Four inmates were found dead Friday morning in a dorm at one of South Carolina’s maximum-security men’s prisons, authorities said.

The inmates were found at Kirkland Correctional Institution in the capital city of Columbia, Department of Corrections Director Bryan Stirling told The Associated Press.

Stirling did not say how they died or release any further information.

Stirling said he asked the State Law Enforcement Division to assist Corrections police with their investigation. Coroner Gary Watts confirmed he was investigating four deaths at the facility, but wouldn’t give any details about how the inmates died.
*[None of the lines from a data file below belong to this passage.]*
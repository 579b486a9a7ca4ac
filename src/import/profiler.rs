use std::collections::HashMap;
use std::fmt;
use std::time::{Duration, Instant};

/// One quantum of one step.
#[derive(Clone, Debug)]
pub struct StepTiming {
    pub step_id: u64,
    pub label: String,
    pub started_at: Instant,
    pub ended_at: Instant,
    pub duration: Duration,
}

impl StepTiming {
    pub fn duration_ms(&self) -> f32 {
        self.duration.as_secs_f32() * 1000.0
    }
}

#[derive(Clone, Debug, PartialEq)]
pub struct ProfileEntry {
    pub label: String,
    pub duration_ms: f32,
    pub longest_quantum_ms: f32,
    pub quanta: u32,
}

/// Per-step totals, longest step first.
#[derive(Clone, Debug, Default, PartialEq)]
pub struct ProfilingReport {
    pub entries: Vec<ProfileEntry>,
}

impl ProfilingReport {
    pub fn is_empty(&self) -> bool {
        self.entries.is_empty()
    }

    pub fn total_ms(&self) -> f32 {
        self.entries.iter().map(|entry| entry.duration_ms).sum()
    }

    pub fn labels(&self) -> Vec<&str> {
        self.entries.iter().map(|entry| entry.label.as_str()).collect()
    }
}

impl fmt::Display for ProfilingReport {
    fn fmt(&self, f: &mut fmt::Formatter<'_>) -> fmt::Result {
        for (rank, entry) in self.entries.iter().enumerate() {
            if rank > 0 {
                writeln!(f)?;
            }
            write!(
                f,
                "{:>2}. {:<24} {:>9.3} ms (longest quantum {:.3} ms over {} quanta)",
                rank + 1,
                entry.label,
                entry.duration_ms,
                entry.longest_quantum_ms,
                entry.quanta
            )?;
        }
        Ok(())
    }
}

/// Accumulates wall-clock timings for every step quantum an [`ImportTask`](super::ImportTask) executes.
#[derive(Default)]
pub struct StepTimer {
    timings: Vec<StepTiming>,
}

impl StepTimer {
    pub fn new() -> Self {
        Self { timings: Vec::new() }
    }

    pub fn scope(&mut self, step_id: u64, label: impl Into<String>) -> StepTimerScope<'_> {
        StepTimerScope { step_id, label: label.into(), timer: self, started_at: Instant::now() }
    }

    pub(crate) fn record(&mut self, step_id: u64, label: String, started_at: Instant, ended_at: Instant) {
        let duration = ended_at.saturating_duration_since(started_at);
        self.timings.push(StepTiming { step_id, label, started_at, ended_at, duration });
    }

    pub fn timings(&self) -> &[StepTiming] {
        &self.timings
    }

    pub fn report(&self) -> ProfilingReport {
        let mut order: Vec<u64> = Vec::new();
        let mut by_step: HashMap<u64, ProfileEntry> = HashMap::new();
        for timing in &self.timings {
            let ms = timing.duration_ms();
            let entry = by_step.entry(timing.step_id).or_insert_with(|| {
                order.push(timing.step_id);
                ProfileEntry { label: timing.label.clone(), duration_ms: 0.0, longest_quantum_ms: 0.0, quanta: 0 }
            });
            entry.duration_ms += ms;
            entry.longest_quantum_ms = entry.longest_quantum_ms.max(ms);
            entry.quanta += 1;
        }
        let mut entries: Vec<ProfileEntry> = order.iter().filter_map(|id| by_step.remove(id)).collect();
        // Stable sort keeps execution order among equal durations.
        entries.sort_by(|a, b| b.duration_ms.partial_cmp(&a.duration_ms).unwrap_or(std::cmp::Ordering::Equal));
        ProfilingReport { entries }
    }
}

pub struct StepTimerScope<'a> {
    step_id: u64,
    label: String,
    timer: &'a mut StepTimer,
    started_at: Instant,
}

impl<'a> Drop for StepTimerScope<'a> {
    fn drop(&mut self) {
        let label = std::mem::take(&mut self.label);
        self.timer.record(self.step_id, label, self.started_at, Instant::now());
    }
}
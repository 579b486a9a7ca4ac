use thiserror::Error;

/// Rejections raised synchronously by `ImportCoordinator::start_import` and `ImportTask::new`.
///
/// None of these touch the active task; a rejected request never supersedes anything.
#[derive(Debug, Error, PartialEq, Eq)]
pub enum ImportError {
    #[error("import request has an empty source locator")]
    EmptyLocator,
    #[error("import task for '{locator}' has no steps")]
    NoSteps { locator: String },
}

/// A step reported `StepPoll::Failed`. Stored on the task once it enters `TaskState::Failed`.
#[derive(Debug, Error)]
#[error("step '{label}' failed: {source:#}")]
pub struct StepExecutionError {
    pub label: String,
    #[source]
    pub source: anyhow::Error,
}

impl StepExecutionError {
    pub fn new(label: impl Into<String>, source: anyhow::Error) -> Self {
        Self { label: label.into(), source }
    }
}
Kirkland operates a specialized housing unit for the state’s most dangerous inmates, an assessment and evaluation center for new inmates sentenced to more than three months, and a 24-bed infirmary, according to the Corrections website.


The prison has been the scene of previous violence. In 2015, two inmates held two nurses hostage with homemade knives for seven hours after forcing their way into a nursing station where prescription drugs were kept. One nurse’s throat was cut, but she survived.

Last year, three corrections officers at Kirkland were fired after officials said they tried to kill an inmate in their care. Authorities said the officers, who were charged with attempted murder and misconduct in office, stabbed an inmate while he was handcuffed.

Their cases are still pending.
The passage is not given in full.